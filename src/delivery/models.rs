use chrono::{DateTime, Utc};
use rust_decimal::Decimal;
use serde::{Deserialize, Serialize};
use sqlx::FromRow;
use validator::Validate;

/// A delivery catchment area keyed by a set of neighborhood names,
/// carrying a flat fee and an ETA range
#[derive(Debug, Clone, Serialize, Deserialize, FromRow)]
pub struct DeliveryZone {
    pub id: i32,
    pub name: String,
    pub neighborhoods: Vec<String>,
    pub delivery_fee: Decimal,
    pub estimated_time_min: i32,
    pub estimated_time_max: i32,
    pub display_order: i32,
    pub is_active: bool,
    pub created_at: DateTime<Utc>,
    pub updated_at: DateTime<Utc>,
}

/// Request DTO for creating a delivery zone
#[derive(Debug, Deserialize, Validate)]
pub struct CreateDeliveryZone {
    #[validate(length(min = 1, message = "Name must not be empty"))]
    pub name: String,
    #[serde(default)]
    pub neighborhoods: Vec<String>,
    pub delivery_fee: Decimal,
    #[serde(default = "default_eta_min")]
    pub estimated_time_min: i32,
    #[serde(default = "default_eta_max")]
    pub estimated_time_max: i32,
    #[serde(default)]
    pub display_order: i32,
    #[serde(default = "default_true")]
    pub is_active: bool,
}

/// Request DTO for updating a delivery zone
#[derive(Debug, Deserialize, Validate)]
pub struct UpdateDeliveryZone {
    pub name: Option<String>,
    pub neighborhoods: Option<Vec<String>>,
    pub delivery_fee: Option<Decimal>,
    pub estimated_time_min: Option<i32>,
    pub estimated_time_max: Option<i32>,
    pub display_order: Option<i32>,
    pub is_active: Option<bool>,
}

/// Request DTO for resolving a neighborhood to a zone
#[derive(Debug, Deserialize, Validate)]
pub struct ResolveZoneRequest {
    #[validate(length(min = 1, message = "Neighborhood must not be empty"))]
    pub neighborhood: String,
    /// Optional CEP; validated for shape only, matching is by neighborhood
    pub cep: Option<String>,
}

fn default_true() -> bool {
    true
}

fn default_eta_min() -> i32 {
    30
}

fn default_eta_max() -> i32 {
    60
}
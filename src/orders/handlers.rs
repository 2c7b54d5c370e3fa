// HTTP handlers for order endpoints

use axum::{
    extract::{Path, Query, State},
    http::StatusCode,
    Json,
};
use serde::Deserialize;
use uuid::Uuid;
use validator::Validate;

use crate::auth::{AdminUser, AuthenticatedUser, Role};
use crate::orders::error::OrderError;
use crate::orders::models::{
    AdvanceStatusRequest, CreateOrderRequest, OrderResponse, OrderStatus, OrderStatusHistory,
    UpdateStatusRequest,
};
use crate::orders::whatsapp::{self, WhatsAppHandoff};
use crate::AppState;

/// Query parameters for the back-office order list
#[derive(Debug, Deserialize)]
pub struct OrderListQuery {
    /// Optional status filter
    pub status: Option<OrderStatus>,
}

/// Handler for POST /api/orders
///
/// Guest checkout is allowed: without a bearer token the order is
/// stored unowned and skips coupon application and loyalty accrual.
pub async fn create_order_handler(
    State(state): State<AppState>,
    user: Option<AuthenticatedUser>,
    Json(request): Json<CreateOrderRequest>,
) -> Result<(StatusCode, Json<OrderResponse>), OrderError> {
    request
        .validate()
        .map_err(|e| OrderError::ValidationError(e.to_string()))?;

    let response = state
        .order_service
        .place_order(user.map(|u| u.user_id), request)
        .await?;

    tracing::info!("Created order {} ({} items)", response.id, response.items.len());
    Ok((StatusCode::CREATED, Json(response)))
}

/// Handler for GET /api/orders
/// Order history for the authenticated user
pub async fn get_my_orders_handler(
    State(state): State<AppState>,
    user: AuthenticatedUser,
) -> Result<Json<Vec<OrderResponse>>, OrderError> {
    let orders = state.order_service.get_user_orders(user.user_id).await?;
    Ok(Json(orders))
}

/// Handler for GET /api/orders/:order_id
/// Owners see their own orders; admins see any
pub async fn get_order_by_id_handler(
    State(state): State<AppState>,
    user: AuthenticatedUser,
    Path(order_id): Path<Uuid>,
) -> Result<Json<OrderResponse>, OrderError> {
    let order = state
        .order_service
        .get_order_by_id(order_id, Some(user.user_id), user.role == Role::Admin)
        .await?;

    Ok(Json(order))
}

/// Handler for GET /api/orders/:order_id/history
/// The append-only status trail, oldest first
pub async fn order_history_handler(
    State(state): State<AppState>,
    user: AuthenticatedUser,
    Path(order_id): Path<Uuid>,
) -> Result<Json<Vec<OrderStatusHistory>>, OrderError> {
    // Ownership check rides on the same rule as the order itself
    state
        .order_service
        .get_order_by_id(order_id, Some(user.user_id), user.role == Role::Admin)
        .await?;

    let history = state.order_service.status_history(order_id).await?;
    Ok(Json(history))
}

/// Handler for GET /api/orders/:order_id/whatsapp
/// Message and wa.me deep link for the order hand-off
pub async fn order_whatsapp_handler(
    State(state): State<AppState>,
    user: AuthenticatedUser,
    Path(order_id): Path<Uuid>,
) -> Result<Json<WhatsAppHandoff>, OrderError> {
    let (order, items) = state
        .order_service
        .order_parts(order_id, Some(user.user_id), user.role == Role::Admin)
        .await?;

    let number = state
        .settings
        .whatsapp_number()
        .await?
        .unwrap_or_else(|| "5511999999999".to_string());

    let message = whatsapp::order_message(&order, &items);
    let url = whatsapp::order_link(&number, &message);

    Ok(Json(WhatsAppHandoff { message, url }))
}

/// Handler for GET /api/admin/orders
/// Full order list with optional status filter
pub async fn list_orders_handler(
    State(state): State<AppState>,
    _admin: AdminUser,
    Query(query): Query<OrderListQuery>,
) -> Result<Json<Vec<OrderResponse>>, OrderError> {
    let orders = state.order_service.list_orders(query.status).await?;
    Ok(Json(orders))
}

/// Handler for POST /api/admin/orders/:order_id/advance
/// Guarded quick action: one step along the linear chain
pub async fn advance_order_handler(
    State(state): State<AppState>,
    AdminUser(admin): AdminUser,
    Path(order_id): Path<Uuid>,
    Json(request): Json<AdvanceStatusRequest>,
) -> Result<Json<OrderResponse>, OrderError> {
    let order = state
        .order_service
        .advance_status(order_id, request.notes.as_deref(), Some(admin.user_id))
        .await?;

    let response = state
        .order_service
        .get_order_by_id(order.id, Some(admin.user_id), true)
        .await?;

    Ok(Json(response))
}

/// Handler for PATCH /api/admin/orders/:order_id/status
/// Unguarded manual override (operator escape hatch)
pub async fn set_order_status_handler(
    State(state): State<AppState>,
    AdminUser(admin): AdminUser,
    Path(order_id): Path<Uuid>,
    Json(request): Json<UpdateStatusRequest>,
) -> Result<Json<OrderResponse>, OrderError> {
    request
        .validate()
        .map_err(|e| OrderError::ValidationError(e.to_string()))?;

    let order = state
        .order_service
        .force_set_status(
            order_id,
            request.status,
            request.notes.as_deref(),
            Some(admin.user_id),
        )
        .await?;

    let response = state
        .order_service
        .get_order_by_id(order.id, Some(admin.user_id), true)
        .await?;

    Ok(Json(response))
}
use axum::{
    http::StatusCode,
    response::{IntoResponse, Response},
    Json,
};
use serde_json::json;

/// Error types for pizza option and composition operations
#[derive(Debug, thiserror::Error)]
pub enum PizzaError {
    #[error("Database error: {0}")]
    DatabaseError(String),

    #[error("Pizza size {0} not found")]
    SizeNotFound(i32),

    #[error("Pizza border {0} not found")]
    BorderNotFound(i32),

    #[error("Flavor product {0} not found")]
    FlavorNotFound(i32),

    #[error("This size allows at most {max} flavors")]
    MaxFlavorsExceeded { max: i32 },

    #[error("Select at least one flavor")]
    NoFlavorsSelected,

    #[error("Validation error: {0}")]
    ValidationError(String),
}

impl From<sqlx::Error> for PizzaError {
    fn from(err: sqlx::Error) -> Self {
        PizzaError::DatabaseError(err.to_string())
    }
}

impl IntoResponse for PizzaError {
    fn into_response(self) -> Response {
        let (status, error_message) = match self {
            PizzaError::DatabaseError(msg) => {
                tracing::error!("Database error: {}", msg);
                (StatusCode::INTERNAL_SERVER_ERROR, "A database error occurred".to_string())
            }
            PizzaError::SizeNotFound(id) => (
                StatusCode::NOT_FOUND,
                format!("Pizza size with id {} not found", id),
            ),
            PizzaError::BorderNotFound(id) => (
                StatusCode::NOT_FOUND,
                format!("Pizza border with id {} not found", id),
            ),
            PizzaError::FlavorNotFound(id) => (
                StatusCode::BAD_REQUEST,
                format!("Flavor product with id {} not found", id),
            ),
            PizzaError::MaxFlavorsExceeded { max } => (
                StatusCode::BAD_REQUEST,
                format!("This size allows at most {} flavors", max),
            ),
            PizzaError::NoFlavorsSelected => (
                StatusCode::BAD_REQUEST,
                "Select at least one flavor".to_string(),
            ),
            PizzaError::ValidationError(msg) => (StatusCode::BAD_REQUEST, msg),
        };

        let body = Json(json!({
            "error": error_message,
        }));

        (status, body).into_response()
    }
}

——

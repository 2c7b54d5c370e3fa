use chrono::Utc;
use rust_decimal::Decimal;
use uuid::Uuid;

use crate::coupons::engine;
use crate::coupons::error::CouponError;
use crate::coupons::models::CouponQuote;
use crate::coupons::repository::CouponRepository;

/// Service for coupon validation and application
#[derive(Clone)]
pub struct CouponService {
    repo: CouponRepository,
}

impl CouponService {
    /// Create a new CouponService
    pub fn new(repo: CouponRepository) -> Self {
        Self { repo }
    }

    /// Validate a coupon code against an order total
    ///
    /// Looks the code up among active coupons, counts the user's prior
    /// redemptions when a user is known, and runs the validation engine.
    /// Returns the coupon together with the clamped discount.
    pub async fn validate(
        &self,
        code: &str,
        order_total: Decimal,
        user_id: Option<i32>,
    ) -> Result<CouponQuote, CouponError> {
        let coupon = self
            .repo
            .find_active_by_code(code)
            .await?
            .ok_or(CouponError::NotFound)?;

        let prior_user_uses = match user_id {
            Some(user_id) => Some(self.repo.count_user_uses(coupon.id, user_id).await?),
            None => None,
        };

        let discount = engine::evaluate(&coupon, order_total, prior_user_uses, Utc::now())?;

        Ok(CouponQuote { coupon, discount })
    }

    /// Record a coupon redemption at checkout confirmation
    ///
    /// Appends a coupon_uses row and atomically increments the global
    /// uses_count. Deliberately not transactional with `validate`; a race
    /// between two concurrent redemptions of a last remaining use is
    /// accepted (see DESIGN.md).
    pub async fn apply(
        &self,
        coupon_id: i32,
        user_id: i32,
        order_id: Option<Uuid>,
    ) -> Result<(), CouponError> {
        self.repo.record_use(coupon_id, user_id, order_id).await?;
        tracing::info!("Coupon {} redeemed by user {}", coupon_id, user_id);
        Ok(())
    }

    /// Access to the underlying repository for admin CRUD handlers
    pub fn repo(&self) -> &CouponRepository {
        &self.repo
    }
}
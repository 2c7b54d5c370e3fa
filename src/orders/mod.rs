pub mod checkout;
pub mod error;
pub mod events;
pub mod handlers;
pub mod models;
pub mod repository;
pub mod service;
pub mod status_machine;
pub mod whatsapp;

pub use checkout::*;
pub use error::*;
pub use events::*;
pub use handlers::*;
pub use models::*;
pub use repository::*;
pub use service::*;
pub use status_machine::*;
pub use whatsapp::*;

——

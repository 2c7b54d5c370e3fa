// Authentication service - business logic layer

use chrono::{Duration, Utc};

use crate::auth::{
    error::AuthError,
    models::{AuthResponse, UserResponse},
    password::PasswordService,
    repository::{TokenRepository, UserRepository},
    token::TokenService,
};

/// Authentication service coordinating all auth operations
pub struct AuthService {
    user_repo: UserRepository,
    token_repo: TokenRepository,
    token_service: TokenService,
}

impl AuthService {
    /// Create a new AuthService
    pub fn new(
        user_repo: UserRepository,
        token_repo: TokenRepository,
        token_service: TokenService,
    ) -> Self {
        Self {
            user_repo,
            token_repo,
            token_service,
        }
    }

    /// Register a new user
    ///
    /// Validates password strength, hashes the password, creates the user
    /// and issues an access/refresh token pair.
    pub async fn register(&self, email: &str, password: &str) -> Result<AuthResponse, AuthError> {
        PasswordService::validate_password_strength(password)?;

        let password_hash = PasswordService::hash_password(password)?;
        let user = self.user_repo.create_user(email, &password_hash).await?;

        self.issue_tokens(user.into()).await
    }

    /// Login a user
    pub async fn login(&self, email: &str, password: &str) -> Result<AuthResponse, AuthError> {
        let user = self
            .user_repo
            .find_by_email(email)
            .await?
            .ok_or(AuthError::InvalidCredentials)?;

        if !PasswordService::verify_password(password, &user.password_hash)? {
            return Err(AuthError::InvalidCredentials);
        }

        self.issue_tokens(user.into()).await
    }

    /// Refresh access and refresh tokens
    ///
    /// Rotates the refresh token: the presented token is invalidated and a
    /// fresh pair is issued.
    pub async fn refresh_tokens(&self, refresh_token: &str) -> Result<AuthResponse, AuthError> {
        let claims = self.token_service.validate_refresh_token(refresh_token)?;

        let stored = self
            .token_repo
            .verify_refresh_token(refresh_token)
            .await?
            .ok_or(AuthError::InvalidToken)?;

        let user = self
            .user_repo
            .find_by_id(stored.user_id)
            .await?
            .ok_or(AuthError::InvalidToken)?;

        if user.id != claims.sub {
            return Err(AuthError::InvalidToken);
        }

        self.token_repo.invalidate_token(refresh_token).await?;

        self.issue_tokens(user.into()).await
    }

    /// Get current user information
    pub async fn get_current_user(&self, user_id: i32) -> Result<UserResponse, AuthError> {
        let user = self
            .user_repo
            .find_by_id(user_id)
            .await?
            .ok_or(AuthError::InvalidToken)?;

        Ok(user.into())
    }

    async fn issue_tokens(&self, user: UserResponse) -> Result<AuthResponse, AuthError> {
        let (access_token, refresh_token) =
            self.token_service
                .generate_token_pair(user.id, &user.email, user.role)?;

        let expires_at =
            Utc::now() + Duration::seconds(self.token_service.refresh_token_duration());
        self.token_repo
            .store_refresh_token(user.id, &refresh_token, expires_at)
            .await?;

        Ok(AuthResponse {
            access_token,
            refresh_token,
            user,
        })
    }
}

——

WHAT TO PRODUCE ▸ Lines above with the string "IntoResponse" need to be found and copied.

RESPONSE FOR THIS EXERCISE ▸
    response::{IntoResponse, Response},
impl IntoResponse for PizzaError {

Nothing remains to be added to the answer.